**Materials provided:**

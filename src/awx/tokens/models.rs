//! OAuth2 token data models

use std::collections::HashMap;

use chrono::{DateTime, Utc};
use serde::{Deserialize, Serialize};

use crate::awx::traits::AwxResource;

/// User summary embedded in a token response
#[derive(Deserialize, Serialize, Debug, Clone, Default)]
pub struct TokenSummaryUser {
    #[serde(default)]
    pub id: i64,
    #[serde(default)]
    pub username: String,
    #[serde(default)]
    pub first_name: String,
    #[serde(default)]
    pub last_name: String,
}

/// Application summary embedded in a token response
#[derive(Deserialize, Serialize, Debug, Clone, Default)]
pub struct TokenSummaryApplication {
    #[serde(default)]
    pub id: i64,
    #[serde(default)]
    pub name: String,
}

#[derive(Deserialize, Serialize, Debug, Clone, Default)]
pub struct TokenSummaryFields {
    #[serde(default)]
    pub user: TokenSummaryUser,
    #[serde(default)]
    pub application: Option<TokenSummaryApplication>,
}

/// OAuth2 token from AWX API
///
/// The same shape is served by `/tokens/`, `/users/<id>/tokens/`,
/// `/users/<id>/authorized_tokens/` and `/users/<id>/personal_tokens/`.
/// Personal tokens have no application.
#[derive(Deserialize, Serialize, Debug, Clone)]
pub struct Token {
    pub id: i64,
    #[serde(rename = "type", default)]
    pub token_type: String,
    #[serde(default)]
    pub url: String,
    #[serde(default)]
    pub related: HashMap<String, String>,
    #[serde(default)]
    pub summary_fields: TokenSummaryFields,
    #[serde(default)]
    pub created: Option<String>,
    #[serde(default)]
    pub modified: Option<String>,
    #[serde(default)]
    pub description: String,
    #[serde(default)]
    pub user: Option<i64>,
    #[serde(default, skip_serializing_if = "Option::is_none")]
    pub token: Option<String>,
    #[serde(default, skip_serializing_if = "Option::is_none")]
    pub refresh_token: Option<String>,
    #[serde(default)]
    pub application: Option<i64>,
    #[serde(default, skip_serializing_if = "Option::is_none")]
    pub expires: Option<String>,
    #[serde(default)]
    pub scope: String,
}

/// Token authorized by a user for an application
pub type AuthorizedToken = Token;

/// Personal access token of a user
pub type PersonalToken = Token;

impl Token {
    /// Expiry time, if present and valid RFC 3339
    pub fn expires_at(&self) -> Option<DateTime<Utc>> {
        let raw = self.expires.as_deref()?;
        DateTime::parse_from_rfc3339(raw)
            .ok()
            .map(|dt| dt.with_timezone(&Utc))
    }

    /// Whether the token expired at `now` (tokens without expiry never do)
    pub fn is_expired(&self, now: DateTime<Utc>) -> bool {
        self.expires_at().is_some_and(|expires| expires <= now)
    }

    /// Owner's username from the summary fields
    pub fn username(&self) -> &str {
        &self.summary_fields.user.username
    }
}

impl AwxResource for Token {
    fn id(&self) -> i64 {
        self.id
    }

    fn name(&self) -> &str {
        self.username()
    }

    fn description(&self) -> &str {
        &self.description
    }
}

--

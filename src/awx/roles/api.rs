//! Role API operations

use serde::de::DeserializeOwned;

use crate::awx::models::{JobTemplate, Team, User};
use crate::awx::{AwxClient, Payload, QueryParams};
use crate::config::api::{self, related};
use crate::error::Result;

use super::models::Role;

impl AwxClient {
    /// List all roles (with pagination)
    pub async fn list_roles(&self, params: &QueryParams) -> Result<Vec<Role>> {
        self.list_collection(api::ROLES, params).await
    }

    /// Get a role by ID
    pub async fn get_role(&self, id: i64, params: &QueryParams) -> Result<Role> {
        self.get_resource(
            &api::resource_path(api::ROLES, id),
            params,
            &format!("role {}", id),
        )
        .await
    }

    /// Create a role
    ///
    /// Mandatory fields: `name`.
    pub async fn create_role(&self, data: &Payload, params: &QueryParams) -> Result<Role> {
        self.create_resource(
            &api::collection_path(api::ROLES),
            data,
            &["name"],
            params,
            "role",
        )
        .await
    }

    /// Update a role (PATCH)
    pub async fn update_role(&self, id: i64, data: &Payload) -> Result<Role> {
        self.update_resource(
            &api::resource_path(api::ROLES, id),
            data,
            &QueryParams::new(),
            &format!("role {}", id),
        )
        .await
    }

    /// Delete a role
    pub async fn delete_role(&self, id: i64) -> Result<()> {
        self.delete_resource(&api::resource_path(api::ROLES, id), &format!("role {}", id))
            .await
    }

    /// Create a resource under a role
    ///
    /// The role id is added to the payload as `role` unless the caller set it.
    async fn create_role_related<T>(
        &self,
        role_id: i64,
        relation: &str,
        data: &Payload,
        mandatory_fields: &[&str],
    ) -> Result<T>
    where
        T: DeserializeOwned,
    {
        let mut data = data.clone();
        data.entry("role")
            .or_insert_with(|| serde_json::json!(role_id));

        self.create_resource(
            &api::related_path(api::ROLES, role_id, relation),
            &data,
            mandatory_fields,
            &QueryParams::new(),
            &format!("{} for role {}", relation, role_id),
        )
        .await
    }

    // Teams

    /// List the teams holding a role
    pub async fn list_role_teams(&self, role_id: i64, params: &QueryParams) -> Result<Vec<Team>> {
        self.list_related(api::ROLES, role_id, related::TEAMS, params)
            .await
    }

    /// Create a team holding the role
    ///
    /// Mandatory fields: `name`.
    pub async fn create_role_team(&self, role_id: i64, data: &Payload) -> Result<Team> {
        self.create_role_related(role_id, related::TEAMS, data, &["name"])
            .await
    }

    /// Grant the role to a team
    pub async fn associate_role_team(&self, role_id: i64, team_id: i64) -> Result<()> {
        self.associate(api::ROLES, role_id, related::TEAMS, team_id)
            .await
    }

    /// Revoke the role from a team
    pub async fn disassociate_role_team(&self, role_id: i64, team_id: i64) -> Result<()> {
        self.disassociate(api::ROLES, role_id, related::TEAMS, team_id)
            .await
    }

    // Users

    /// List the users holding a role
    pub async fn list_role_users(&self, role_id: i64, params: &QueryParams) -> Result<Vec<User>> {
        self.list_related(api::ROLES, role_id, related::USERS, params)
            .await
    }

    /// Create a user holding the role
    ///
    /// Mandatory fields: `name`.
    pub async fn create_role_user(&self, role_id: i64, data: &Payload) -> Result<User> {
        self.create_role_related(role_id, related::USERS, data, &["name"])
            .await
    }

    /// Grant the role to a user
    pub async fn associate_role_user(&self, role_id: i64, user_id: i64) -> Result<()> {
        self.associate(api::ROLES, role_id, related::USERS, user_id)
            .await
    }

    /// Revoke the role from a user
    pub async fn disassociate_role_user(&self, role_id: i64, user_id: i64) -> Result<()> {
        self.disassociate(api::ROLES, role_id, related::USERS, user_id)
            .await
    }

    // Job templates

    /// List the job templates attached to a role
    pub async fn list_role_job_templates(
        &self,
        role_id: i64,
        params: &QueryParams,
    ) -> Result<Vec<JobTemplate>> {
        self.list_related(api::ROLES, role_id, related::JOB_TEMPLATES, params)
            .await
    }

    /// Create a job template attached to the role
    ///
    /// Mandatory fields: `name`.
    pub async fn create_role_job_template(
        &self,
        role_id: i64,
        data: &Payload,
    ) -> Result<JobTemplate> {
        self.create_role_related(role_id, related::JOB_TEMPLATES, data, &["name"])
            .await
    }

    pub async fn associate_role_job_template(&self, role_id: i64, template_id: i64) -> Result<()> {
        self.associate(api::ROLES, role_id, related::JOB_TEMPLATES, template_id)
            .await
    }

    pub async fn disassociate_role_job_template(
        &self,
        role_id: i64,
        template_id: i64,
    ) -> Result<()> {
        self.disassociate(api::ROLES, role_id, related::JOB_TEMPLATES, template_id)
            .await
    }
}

**Exercise directions:**
Among the lines of the preceding data, which ones hold the word "AwxClient"? List them.

**Answer section:**
use crate::awx::{AwxClient, Payload, QueryParams};
impl AwxClient {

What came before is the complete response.